National Standard Co. Business Information, Profile, and History
Niles, Michigan 49120
History of National Standard Co.
National Standard Co. has been one of the leading manufacturers of wire products in North America for almost 100 years. The company's wire has been used in a huge variety of products ranging from tires to harpsichords. After a period of extensive diversification and growth in the 1970s and 1980s, during which the company produced everything from telephone wire to lithography equipment to medical equipment, the company retreated to its roots as a manufacturer of metal wire products. National Standard is now the major supplier of filters for automobile air bag inflators.
National Standard was founded in 1907 when William Harrah and Charles Anderson, two lifelong friends, decided to take the small wire cloth company they managed in Niles, Michigan, and turn it into a manufacturer of lightning rods. Incorporated as the National Cable & Manufacturing Co., the company assumed its present name in 1913 when it acquired Cook Standard Tool Co. and merged the names of the companies along with their operations. In 1911, after much debate and discussion between the two partners, the small company took what was arguably the most important step in its history when it commissioned a special machine for manufacturing a new kind of wire braid to be used in the budding rubber tire industry. This "bead wire" was needed by automobile tire manufacturers to keep rubber tires from flying off the wheel under centrifugal force. In one form or another, this application would remain the mainstay of National Standard's business for the next 70 years.
In 1926, during the height of the 1920s stock market boom, National Standard went public with an IPO of 110,000 shares. By this time the company was manufacturing not only wire braid and steel cables but such large machinery as wrecking cranes and jacks at their plants in Niles, Michigan, and Akron, Ohio. National Standard had also opened National Standard Co. of Canada, a wholly owned subsidiary based in Guelph, Ontario, in order to serve the growing Canadian tire industry.
The company continued to enjoy domestic and foreign expansion during the 1930s in spite of the Great Depression. A new plant was opened in Los Angeles and a new subsidiary was founded in Worcester County, England. The first major period of diversification and growth for National Standard occurred in the late 1930s when the firm acquired three companies whose products would remain important in the company's business for some 50 years. The acquisition of Worcester Wire Works expanded the company's wire manufacturing to include high grade specialty drawn wire for fine applications such as musical instruments and bobby pins. The Athenia Steel Co. of Clifton, New Jersey, provided flat rolled steel, originally for such diverse uses as razor blades, corsets, and watch springs, then later for manufacturing equipment.
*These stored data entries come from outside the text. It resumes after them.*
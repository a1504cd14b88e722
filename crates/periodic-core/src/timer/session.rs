use serde::{Deserialize, Serialize};

use super::period::{Period, PeriodTemplate};

#[derive(Debug, Clone, Copy, PartialEq, Eq, Serialize, Deserialize)]
#[serde(rename_all = "lowercase")]
pub enum TimerState {
    Idle,
    Running,
    Paused,
    /// Terminal until reset.
    Finished,
}

/// Ordered periods plus the run-control timestamps.
///
/// Elapsed time of the current period is never stored as a counter: it is
/// always `elapsed_ms(now, started_at, paused_at)`.
#[derive(Debug, Clone, PartialEq, Eq, Serialize, Deserialize)]
pub struct Session {
    pub periods: Vec<Period>,
    pub current_period_index: Option<usize>,
    /// Epoch ms such that `now - started_at` is the current period's elapsed time.
    pub started_at: Option<i64>,
    /// While set, elapsed is frozen at `paused_at - started_at`.
    pub paused_at: Option<i64>,
    #[serde(default)]
    pub completed: bool,
    /// Raised on the first overrun of the current period.
    #[serde(default)]
    pub should_advance: bool,
}

/// Keys a stored session must carry to be trusted.
const SESSION_KEYS: [&str; 4] = ["periods", "current_period_index", "started_at", "paused_at"];

const PERIOD_KEYS: [&str; 6] = [
    "duration_ms",
    "user_intended_duration_ms",
    "elapsed_ms",
    "remaining_ms",
    "finished",
    "period_type",
];

impl Session {
    pub fn from_template(template: &[PeriodTemplate]) -> Self {
        Self {
            periods: template.iter().map(PeriodTemplate::to_period).collect(),
            current_period_index: None,
            started_at: None,
            paused_at: None,
            completed: false,
            should_advance: false,
        }
    }

    pub fn state(&self) -> TimerState {
        if self.completed {
            return TimerState::Finished;
        }
        match (self.current_period_index, self.started_at, self.paused_at) {
            (None, _, _) | (Some(_), None, _) => TimerState::Idle,
            (Some(_), Some(_), Some(_)) => TimerState::Paused,
            (Some(_), Some(_), None) => TimerState::Running,
        }
    }

    pub fn current(&self) -> Option<&Period> {
        self.current_period_index.and_then(|i| self.periods.get(i))
    }

    /// Key-presence check on a stored snapshot. Unknown shapes are rejected
    /// whole rather than partially merged.
    pub fn has_expected_shape(value: &serde_json::Value) -> bool {
        let Some(obj) = value.as_object() else {
            return false;
        };
        if !SESSION_KEYS.iter().all(|k| obj.contains_key(*k)) {
            return false;
        }
        match obj.get("periods").and_then(|p| p.as_array()) {
            Some(periods) => periods.iter().all(|p| {
                p.as_object()
                    .is_some_and(|p| PERIOD_KEYS.iter().all(|k| p.contains_key(*k)))
            }),
            None => false,
        }
    }

    /// Parse a stored snapshot, returning `None` for anything that does not
    /// look like a session.
    pub fn from_stored_json(json: &str) -> Option<Self> {
        let value: serde_json::Value = serde_json::from_str(json).ok()?;
        if !Self::has_expected_shape(&value) {
            return None;
        }
        let session: Session = serde_json::from_value(value).ok()?;
        match session.current_period_index {
            Some(i) if i >= session.periods.len() => None,
            _ => Some(session),
        }
    }
}

/// Elapsed time derived from timestamps; never negative.
pub fn elapsed_ms(now_ms: i64, started_at: i64, paused_at: Option<i64>) -> u64 {
    paused_at
        .unwrap_or(now_ms)
        .saturating_sub(started_at)
        .max(0) as u64
}
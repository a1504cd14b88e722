//! Wall-clock abstraction.
//!
//! Everything that needs "now" goes through [`Clock`] so the engine can be
//! driven by a [`ManualClock`] in tests and simulations.

use std::sync::atomic::{AtomicI64, Ordering};
use std::sync::Arc;

use chrono::{DateTime, Utc};

pub trait Clock {
    /// Milliseconds since the Unix epoch.
    fn now_ms(&self) -> i64;
}

/// Convert epoch milliseconds to a UTC timestamp (epoch on overflow).
pub fn datetime_from_ms(ms: i64) -> DateTime<Utc> {
    DateTime::from_timestamp_millis(ms).unwrap_or_default()
}

/// The real wall clock.
#[derive(Debug, Clone, Copy, Default)]
pub struct SystemClock;

impl Clock for SystemClock {
    fn now_ms(&self) -> i64 {
        Utc::now().timestamp_millis()
    }
}

/// A clock that only moves when told to.
///
/// Clones share the same instant, so a test can keep one handle and give
/// another to the engine.
#[derive(Debug, Clone, Default)]
pub struct ManualClock {
    now: Arc<AtomicI64>,
}

impl ManualClock {
    pub fn new(start_ms: i64) -> Self {
        Self {
            now: Arc::new(AtomicI64::new(start_ms)),
        }
    }

    pub fn set(&self, ms: i64) {
        self.now.store(ms, Ordering::SeqCst);
    }

    pub fn advance(&self, delta_ms: i64) {
        self.now.fetch_add(delta_ms, Ordering::SeqCst);
    }
}

impl Clock for ManualClock {
    fn now_ms(&self) -> i64 {
        self.now.load(Ordering::SeqCst)
    }
}
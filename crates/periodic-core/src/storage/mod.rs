mod config;
pub mod database;

pub use config::{Config, NotificationsConfig, PlayerConfig, TimerConfig};
pub use database::{Database, HistoryRecord, Stats};

use std::path::PathBuf;
use std::sync::{Arc, Mutex};

use chrono::{DateTime, Utc};
use tracing::warn;

use crate::error::{ConfigError, Result};
use crate::timer::{Period, Session};

/// Where sessions are saved between runs.
pub trait SessionStore {
    fn save(&mut self, session: &Session) -> Result<()>;

    /// The stored session, or `None` when nothing usable is stored. A stored
    /// value with the wrong shape counts as nothing.
    fn load(&mut self) -> Result<Option<Session>>;

    /// Keep the periods of a completed session. Stores without history
    /// ignore this.
    fn record_completed(&mut self, _periods: &[Period], _at: DateTime<Utc>) -> Result<()> {
        Ok(())
    }
}

/// In-memory store. Clones share contents, so a test can inspect what a
/// runtime saved or plant a corrupt snapshot before it loads.
#[derive(Debug, Clone, Default)]
pub struct MemoryStore {
    raw: Arc<Mutex<Option<String>>>,
    completed: Arc<Mutex<Vec<Period>>>,
}

impl MemoryStore {
    pub fn new() -> Self {
        Self::default()
    }

    pub fn set_raw(&self, json: impl Into<String>) {
        if let Ok(mut raw) = self.raw.lock() {
            *raw = Some(json.into());
        }
    }

    pub fn raw(&self) -> Option<String> {
        self.raw.lock().ok().and_then(|raw| raw.clone())
    }

    pub fn completed(&self) -> Vec<Period> {
        self.completed
            .lock()
            .map(|c| c.clone())
            .unwrap_or_default()
    }
}

impl SessionStore for MemoryStore {
    fn save(&mut self, session: &Session) -> Result<()> {
        self.set_raw(serde_json::to_string(session)?);
        Ok(())
    }

    fn load(&mut self) -> Result<Option<Session>> {
        let Some(json) = self.raw() else {
            return Ok(None);
        };
        let session = Session::from_stored_json(&json);
        if session.is_none() {
            warn!("stored session has an unexpected shape; using the template instead");
        }
        Ok(session)
    }

    fn record_completed(&mut self, periods: &[Period], _at: DateTime<Utc>) -> Result<()> {
        if let Ok(mut completed) = self.completed.lock() {
            completed.extend_from_slice(periods);
        }
        Ok(())
    }
}

/// Returns the data directory.
///
/// `PERIODIC_HOME` wins when set. Otherwise `~/.config/periodic/`, or
/// `~/.config/periodic-dev/` with `PERIODIC_ENV=dev`.
///
/// # Errors
/// Returns an error if creating the directory fails.
pub fn data_dir() -> Result<PathBuf, ConfigError> {
    let dir = match std::env::var_os("PERIODIC_HOME") {
        Some(home) => PathBuf::from(home),
        None => {
            let base_dir = dirs::home_dir()
                .unwrap_or_else(|| PathBuf::from("."))
                .join(".config");
            let env = std::env::var("PERIODIC_ENV").unwrap_or_else(|_| "production".to_string());
            if env == "dev" {
                base_dir.join("periodic-dev")
            } else {
                base_dir.join("periodic")
            }
        }
    };

    std::fs::create_dir_all(&dir).map_err(|source| ConfigError::DataDir {
        path: dir.clone(),
        source,
    })?;
    Ok(dir)
}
Finally, the Wagner Litho Machinery Co. of Hoboken, New Jersey, contributed sales of additional large machinery to be used in the metal lithography that decorated the plethora of tin cans, biscuit boxes, and metal toys that characterized the material culture of that era. Sales soared as a result of the acquisitions, reaching $15 million by 1945.
Sales and earnings continued to grow at a steady rate through the 1940s and 1950s. National Standard assumed the role of a dependable, conservative, American corporation. Annual dividends were paid regularly from 1915 on and--with the exception of an occasional acquisition--National Standard stayed out of the corporate limelight. Annual sales at National Standard, which had increased the number of workers it employed to almost 2,000, reached $52 million by 1960, more than double the figure of a decade earlier.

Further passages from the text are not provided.